We drove across several bridges on Highway 101 on our quest for lighthouses. One of my favorites is the bridge across Coos Bay. The Coos Bay Bridge is an historic bridge that has a series of arches that come to a point at the top, giving you the feeling of driving though a cathedral. I didn’t get a photo of it, but I borrowed one from the web.

Photo by Richard Nilsen

The next lighthouse south on Highway 101 in Oregon is the Coquille River Lighthouse near Bandon, Oregon.

Coquille River Lighthouse near Bandon, Oregon.

We had a round about way of finding this lighthouse. We first saw it across the river. Then we found a way to drive up closer and walk up.

Coquille River Lighthouse
Coquille River Lighthouse
Coquille River Lighthouse

The furthest lighthouse was over 250 miles from our campground. Cape Blanco Lighthouse is near Port Orford, Oregon. It was getting dark and the fog and clouds were rolling in from the ocean. The road to the lighthouse was closed by a gate. It turns out, the only day of the week that it is closed was the day we happened to visit it.

Cape Blanco Lighthouse near Port Orford, Oregon.
Cape Blanco Lighthouse
Cape Blanco Lighthouse

We drove back and got to our trailer around midnight, but we felt we were pretty successful in our mission.

We saw more lighthouses but that will be in the next blog.

Mount Hood, Oregon

July, 2021

On our way to the coast of Oregon, we stayed in Baker City, Oregon; Kennewick, Washington; and Welches, Oregon (Mount Hood area).

From Kennewick, Washington, we drove along the Columbia River on Highway 14. There is a highway on the Oregon side also, but we preferred the less traveled two lane road along the Washington side of the river.

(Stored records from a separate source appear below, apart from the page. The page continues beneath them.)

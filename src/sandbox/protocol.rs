//! Line framing between an isolate and its host.
//!
//! An isolate writes newline-delimited text. Two sentinel-prefixed lines carry
//! payloads: the request storage snapshot and, strictly after it, the encoded
//! outcome. Everything else is diagnostics: structured `output` records or
//! raw text, which is forwarded as stdout at info level.

use serde::Deserialize;

use crate::function::{LogLevel, Outcome, OutputLine, OutputStream, RequestStorage};

pub const STATE_MARKER: &str = "__FUNC_SANDBOX_STATE__:";
pub const RESULT_MARKER: &str = "__FUNC_SANDBOX_RESULT__:";

/// True when `text` could be mistaken for a payload line.
pub fn contains_marker(text: &str) -> bool {
    text.contains(STATE_MARKER) || text.contains(RESULT_MARKER)
}

/// One unit of isolate output.
#[derive(Debug, Clone, PartialEq)]
pub enum Frame {
    Output(OutputLine),
    /// Serialized [`RequestStorage`].
    State(String),
    /// Serialized [`Outcome`].
    Result(String),
}

#[derive(Deserialize)]
#[serde(tag = "protocol", rename_all = "camelCase")]
enum GuestLine {
    Output(OutputLine),
}

impl Frame {
    /// Encodes the frame as a single line without the trailing newline.
    pub fn encode(&self) -> String {
        match self {
            Frame::Output(line) => {
                serde_json::to_string(&crate::function::Message::Output(line)).unwrap_or_default()
            }
            Frame::State(payload) => format!("{STATE_MARKER}{}", single_line(payload)),
            Frame::Result(payload) => format!("{RESULT_MARKER}{}", single_line(payload)),
        }
    }

    /// Decodes one line of isolate output. Returns `None` for blank lines
    /// and for raw text that embeds a marker somewhere other than the start.
    pub fn decode_line(line: &str, execution_id: &str) -> Option<Frame> {
        let line = line.trim_end_matches(['\r', '\n']);
        if let Some(payload) = line.strip_prefix(STATE_MARKER) {
            return Some(Frame::State(payload.to_string()));
        }
        if let Some(payload) = line.strip_prefix(RESULT_MARKER) {
            return Some(Frame::Result(payload.to_string()));
        }
        if line.trim().is_empty() || contains_marker(line) {
            return None;
        }
        if let Ok(GuestLine::Output(mut output)) = serde_json::from_str::<GuestLine>(line) {
            output.execution_id = execution_id.to_string();
            return Some(Frame::Output(output));
        }
        Some(Frame::Output(OutputLine::new(
            execution_id,
            OutputStream::Stdout,
            LogLevel::Info,
            line,
        )))
    }
}

fn single_line(payload: &str) -> String {
    // JSON never needs a raw newline; strip any that slipped in.
    payload.replace(['\n', '\r'], "")
}

/// What an invocation produced once its output is fully drained.
#[derive(Debug, Clone, PartialEq)]
pub struct Collected {
    pub storage: Option<RequestStorage>,
    pub outcome: Option<Outcome>,
}

/// Demultiplexes frames, enforcing that each payload appears at most once and
/// that the state snapshot never follows the result.
#[derive(Debug, Default)]
pub struct FrameCollector {
    state: Option<String>,
    result: Option<String>,
    violation: Option<String>,
}

impl FrameCollector {
    pub fn new() -> Self {
        Self::default()
    }

    /// Records payload frames and hands diagnostics back for forwarding.
    pub fn accept(&mut self, frame: Frame) -> Option<OutputLine> {
        match frame {
            Frame::Output(line) => return Some(line),
            Frame::State(payload) => {
                if self.result.is_some() {
                    self.violate("state snapshot received after the result");
                } else if self.state.is_some() {
                    self.violate("duplicate state snapshot");
                } else {
                    self.state = Some(payload);
                }
            }
            Frame::Result(payload) => {
                if self.result.is_some() {
                    self.violate("duplicate result payload");
                } else {
                    self.result = Some(payload);
                }
            }
        }
        None
    }

    fn violate(&mut self, message: &str) {
        if self.violation.is_none() {
            self.violation = Some(message.to_string());
        }
    }

    /// Decodes the payloads. An `Err` is a transport error: a sequencing
    /// violation or an undecodable payload.
    pub fn finish(self) -> Result<Collected, String> {
        if let Some(violation) = self.violation {
            return Err(violation);
        }
        let storage = self
            .state
            .map(|payload| serde_json::from_str::<RequestStorage>(&payload))
            .transpose()
            .map_err(|e| format!("failed to decode state snapshot: {e}"))?;
        let outcome = self
            .result
            .map(|payload| serde_json::from_str::<Outcome>(&payload))
            .transpose()
            .map_err(|e| format!("failed to decode result payload: {e}"))?;
        Ok(Collected { storage, outcome })
    }
}
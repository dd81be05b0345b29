//! Serialization codecs exposed to guest code.

pub mod json_patch;

use std::io::{Read, Write};

use base64::Engine;
use flate2::read::GzDecoder;
use flate2::write::GzEncoder;
use flate2::Compression;
use serde_json::Value;
use thiserror::Error;

#[derive(Debug, Error)]
pub enum CodecError {
    #[error("YAML error: {0}")]
    Yaml(#[from] serde_yaml::Error),
    #[error("TOML parse error: {0}")]
    TomlParse(#[from] toml::de::Error),
    #[error("TOML stringify error: {0}")]
    TomlStringify(#[from] toml::ser::Error),
    #[error("invalid base64: {0}")]
    Base64(#[from] base64::DecodeError),
    #[error("decoded bytes are not valid UTF-8")]
    Utf8,
    #[error("decompressed data exceeds {0} bytes")]
    TooLarge(usize),
    #[error("compression error: {0}")]
    Compression(#[from] std::io::Error),
    #[error("invalid JSON pointer `{0}`")]
    Pointer(String),
    #[error("JSON patch failed: {0}")]
    Patch(String),
}

pub fn yaml_parse(text: &str) -> Result<Value, CodecError> {
    Ok(serde_yaml::from_str(text)?)
}

pub fn yaml_stringify(value: &Value) -> Result<String, CodecError> {
    Ok(serde_yaml::to_string(value)?)
}

pub fn toml_parse(text: &str) -> Result<Value, CodecError> {
    let table: toml::Table = toml::from_str(text)?;
    // TOML has no null and every TOML value maps onto JSON.
    Ok(serde_json::to_value(table).unwrap_or(Value::Null))
}

pub fn toml_stringify(value: &Value) -> Result<String, CodecError> {
    Ok(toml::to_string(value)?)
}

pub fn base64_encode(text: &str) -> String {
    base64::engine::general_purpose::STANDARD.encode(text)
}

pub fn base64_decode(encoded: &str) -> Result<String, CodecError> {
    let bytes = base64::engine::general_purpose::STANDARD.decode(encoded.trim())?;
    String::from_utf8(bytes).map_err(|_| CodecError::Utf8)
}

/// Gzips `text` and returns the compressed bytes base64-encoded.
pub fn gzip(text: &str) -> Result<String, CodecError> {
    let mut encoder = GzEncoder::new(Vec::new(), Compression::default());
    encoder.write_all(text.as_bytes())?;
    let compressed = encoder.finish()?;
    Ok(base64::engine::general_purpose::STANDARD.encode(compressed))
}

/// Inflates base64-encoded gzip data into text of at most `limit` bytes.
pub fn gunzip(encoded: &str, limit: usize) -> Result<String, CodecError> {
    let compressed = base64::engine::general_purpose::STANDARD.decode(encoded.trim())?;
    let mut bytes = Vec::new();
    GzDecoder::new(compressed.as_slice())
        .take(limit as u64 + 1)
        .read_to_end(&mut bytes)?;
    if bytes.len() > limit {
        return Err(CodecError::TooLarge(limit));
    }
    String::from_utf8(bytes).map_err(|_| CodecError::Utf8)
}
//! Out-of-process isolation.
//!
//! The host re-executes a binary with `--isolate`, writes the [`Invocation`]
//! as JSON on its stdin and decodes its stdout line by line. Both output
//! streams are drained concurrently. At the deadline the child is killed and
//! reaped before the host returns.

use std::path::PathBuf;
use std::process::Stdio;
use std::time::Duration;

use async_trait::async_trait;
use tokio::io::{AsyncBufReadExt, AsyncRead, AsyncReadExt, AsyncWriteExt, BufReader};
use tokio::process::{Child, Command};
use tokio::sync::mpsc;
use tracing::{debug, warn};

use super::protocol::Frame;
use super::{isolate, ExecutionHost, HostError, HostExit, Invocation};

/// The only variables a child isolate inherits.
pub const INHERITED_ENV: &[&str] = &["RUST_LOG", "FUNC_SANDBOX_DEBUG", "FUNC_SANDBOX_LOG"];

/// Extra time the child gets past the host deadline, so the host's kill
/// always happens first.
const CHILD_GRACE: Duration = Duration::from_secs(5);

/// Room for the truncation notice the isolate emits past its output cap.
const NOTICE_HEADROOM: usize = 4 * 1024;

#[derive(Debug, Clone)]
pub struct ChildProcessHost {
    pub program: PathBuf,
    pub max_stderr_bytes: usize,
}

/// Hard cap on a child's stdout.
///
/// The isolate stops forwarding diagnostics at `max_output_bytes` of encoded
/// lines. The state and result payloads come on top and are serialized from
/// values that fit in the isolate heap. Only a child breaking the protocol
/// can exceed this.
fn stdout_budget(invocation: &Invocation) -> usize {
    invocation
        .max_output_bytes
        .saturating_add(NOTICE_HEADROOM)
        .saturating_add(invocation.max_heap_bytes.saturating_mul(2))
}

#[cfg(unix)]
fn limit_resources() -> std::io::Result<()> {
    // SAFETY: `setrlimit` only reads the struct passed by reference, and
    // both calls are async-signal-safe, as required between fork and exec.
    unsafe {
        let core = libc::rlimit {
            rlim_cur: 0,
            rlim_max: 0,
        };
        if libc::setrlimit(libc::RLIMIT_CORE, &core) != 0 {
            return Err(std::io::Error::last_os_error());
        }

        let fsize = libc::rlimit {
            rlim_cur: 0,
            rlim_max: 0,
        };
        if libc::setrlimit(libc::RLIMIT_FSIZE, &fsize) != 0 {
            return Err(std::io::Error::last_os_error());
        }
    }
    Ok(())
}

impl ChildProcessHost {
    fn command(&self) -> Command {
        let mut command = Command::new(&self.program);
        command
            .arg("--isolate")
            .env_clear()
            .stdin(Stdio::piped())
            .stdout(Stdio::piped())
            .stderr(Stdio::piped())
            .kill_on_drop(true);
        for name in INHERITED_ENV {
            if let Some(value) = std::env::var_os(name) {
                command.env(name, value);
            }
        }
        // SAFETY: `limit_resources` allocates nothing and calls only
        // async-signal-safe functions, so it may run in the forked child.
        #[cfg(unix)]
        unsafe {
            command.pre_exec(limit_resources);
        }
        command
    }
}

#[async_trait]
impl ExecutionHost for ChildProcessHost {
    async fn execute(
        &self,
        invocation: Invocation,
        frames: mpsc::UnboundedSender<Frame>,
    ) -> Result<HostExit, HostError> {
        let timeout_secs = invocation.timeout_secs;
        let execution_id = invocation.execution_id.clone();
        let budget = stdout_budget(&invocation);
        let payload = serde_json::to_vec(&invocation)
            .map_err(|e| HostError::Io(std::io::Error::other(e)))?;

        let mut child = self.command().spawn().map_err(HostError::Spawn)?;
        debug!(pid = ?child.id(), program = %self.program.display(), "spawned isolate");

        let collected = tokio::time::timeout(
            Duration::from_secs(timeout_secs),
            self.collect(&mut child, &payload, &execution_id, &frames, budget),
        )
        .await;

        match collected {
            Ok(Ok(exit)) => Ok(exit),
            Ok(Err(e)) => {
                kill(&mut child).await;
                Err(e)
            }
            Err(_) => {
                kill(&mut child).await;
                Err(HostError::Timeout(timeout_secs))
            }
        }
    }
}

impl ChildProcessHost {
    async fn collect(
        &self,
        child: &mut Child,
        payload: &[u8],
        execution_id: &str,
        frames: &mpsc::UnboundedSender<Frame>,
        budget: usize,
    ) -> Result<HostExit, HostError> {
        let missing = || HostError::Io(std::io::Error::other("child pipe unavailable"));
        let mut stdin = child.stdin.take().ok_or_else(missing)?;
        let stdout = child.stdout.take().ok_or_else(missing)?;
        let stderr = child.stderr.take().ok_or_else(missing)?;

        stdin.write_all(payload).await.map_err(HostError::Io)?;
        drop(stdin);

        let (pumped, diagnostics) = tokio::join!(
            pump_stdout(stdout, execution_id, frames, budget),
            read_capped(stderr, self.max_stderr_bytes),
        );
        pumped?;
        let (stderr, truncated) = diagnostics.map_err(HostError::Io)?;
        if truncated {
            warn!("isolate diagnostics truncated at {} bytes", self.max_stderr_bytes);
        }

        let status = child.wait().await.map_err(HostError::Io)?;
        Ok(HostExit {
            success: status.success(),
            code: status.code(),
            stderr: String::from_utf8_lossy(&stderr).into_owned(),
        })
    }
}

async fn kill(child: &mut Child) {
    if let Err(e) = child.start_kill() {
        debug!("isolate already gone: {e}");
    }
    if let Err(e) = child.wait().await {
        warn!("failed to reap isolate: {e}");
    }
}

async fn pump_stdout<R: AsyncRead + Unpin>(
    stdout: R,
    execution_id: &str,
    frames: &mpsc::UnboundedSender<Frame>,
    max_bytes: usize,
) -> Result<(), HostError> {
    let mut reader = BufReader::new(stdout.take(max_bytes as u64 + 1));
    let mut line = Vec::new();
    let mut total = 0usize;
    loop {
        line.clear();
        let n = reader.read_until(b'\n', &mut line).await.map_err(HostError::Io)?;
        if n == 0 {
            return Ok(());
        }
        total += n;
        if total > max_bytes {
            return Err(HostError::OutputLimit(max_bytes));
        }
        if let Some(frame) = Frame::decode_line(&String::from_utf8_lossy(&line), execution_id) {
            let _ = frames.send(frame);
        }
    }
}

async fn read_capped<R: AsyncRead + Unpin>(mut reader: R, cap: usize) -> std::io::Result<(Vec<u8>, bool)> {
    let mut buf = Vec::new();
    let mut tmp = [0u8; 8192];
    let mut truncated = false;

    loop {
        let n = reader.read(&mut tmp).await?;
        if n == 0 {
            break;
        }
        if truncated {
            continue;
        }
        let remaining = cap.saturating_sub(buf.len());
        if n <= remaining {
            buf.extend_from_slice(&tmp[..n]);
        } else {
            buf.extend_from_slice(&tmp[..remaining]);
            truncated = true;
        }
    }

    Ok((buf, truncated))
}

// ── Child side ──────────────────────────────────────────

/// Entry point of `--isolate`: reads one invocation from stdin, runs it and
/// writes every frame to stdout. Returns the process exit code.
pub async fn serve() -> anyhow::Result<i32> {
    let mut input = String::new();
    tokio::io::stdin().read_to_string(&mut input).await?;
    let invocation: Invocation = serde_json::from_str(&input)?;
    let deadline = Duration::from_secs(invocation.timeout_secs) + CHILD_GRACE;

    let (tx, mut rx) = mpsc::unbounded_channel();
    let done = isolate::spawn(invocation, tx, deadline)?;

    let mut stdout = tokio::io::stdout();
    while let Some(frame) = rx.recv().await {
        stdout.write_all(frame.encode().as_bytes()).await?;
        stdout.write_all(b"\n").await?;
    }
    stdout.flush().await?;

    match done.await {
        Ok(Ok(())) => Ok(0),
        Ok(Err(e)) => {
            eprintln!("{e}");
            Ok(1)
        }
        Err(_) => {
            eprintln!("{}", HostError::Panicked);
            Ok(1)
        }
    }
}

The Columbia River looking toward the Oregon side from Highway 14.

The bare hills and steep canyon walls were impressive. The dry barrenness gave way to trees and greenery as we approached the coastal rain belt. At one point we rounded a bend and in the distance loomed Mount Hood, snow capped and majestic. I’ve seen plenty of mountains, but there is no way to describe this huge mountain that juts up out of nowhere capped with snow in the middle of July. It’s just epic!

Mt Hood from Oregon Highway 35.

We stayed in one of our Thousand Trails Campgrounds in Welches, Oregon, a little town on the southwest side of Mount Hood. Our campsite was among the trees and lush vegetation. Beautiful ferns were everywhere in between campsites. We were grateful for the tree cover since the temperatures were unusually high–up into the 100’s for a few days.

Our campsite in Welches, Oregon.
Ferns grew everywhere in abundance.

Wildflowers and berry bushes were everywhere.

Foxgloves grow among the trees.

In the evenings, we liked to take walks. One evening we followed a path among the trees.

This path invited us to explore it.

About 15 miles from our campground was Lake Trillium. The first time we went to see the lake, it was crowded with people swimming, fishing, and kayaking. I got a few photos, but the sky was hazy, and the water was choppy, so we decided to go back another time. The second time, we went on a weekday evening right before sunset and had better results.

Mount Hood in evening light.

We found a pathway around the lake.

Walkway around lake.

We even saw a mother duck and ducklings.

Mother duck and her ducklings at Trillium Lake
The lake is calmer and the reflection of the mountain is nice.
This is my favorite photo from that evening.

We enjoyed our stay in the Mount Hood area, but it was time to head to the coast for some cooler weather.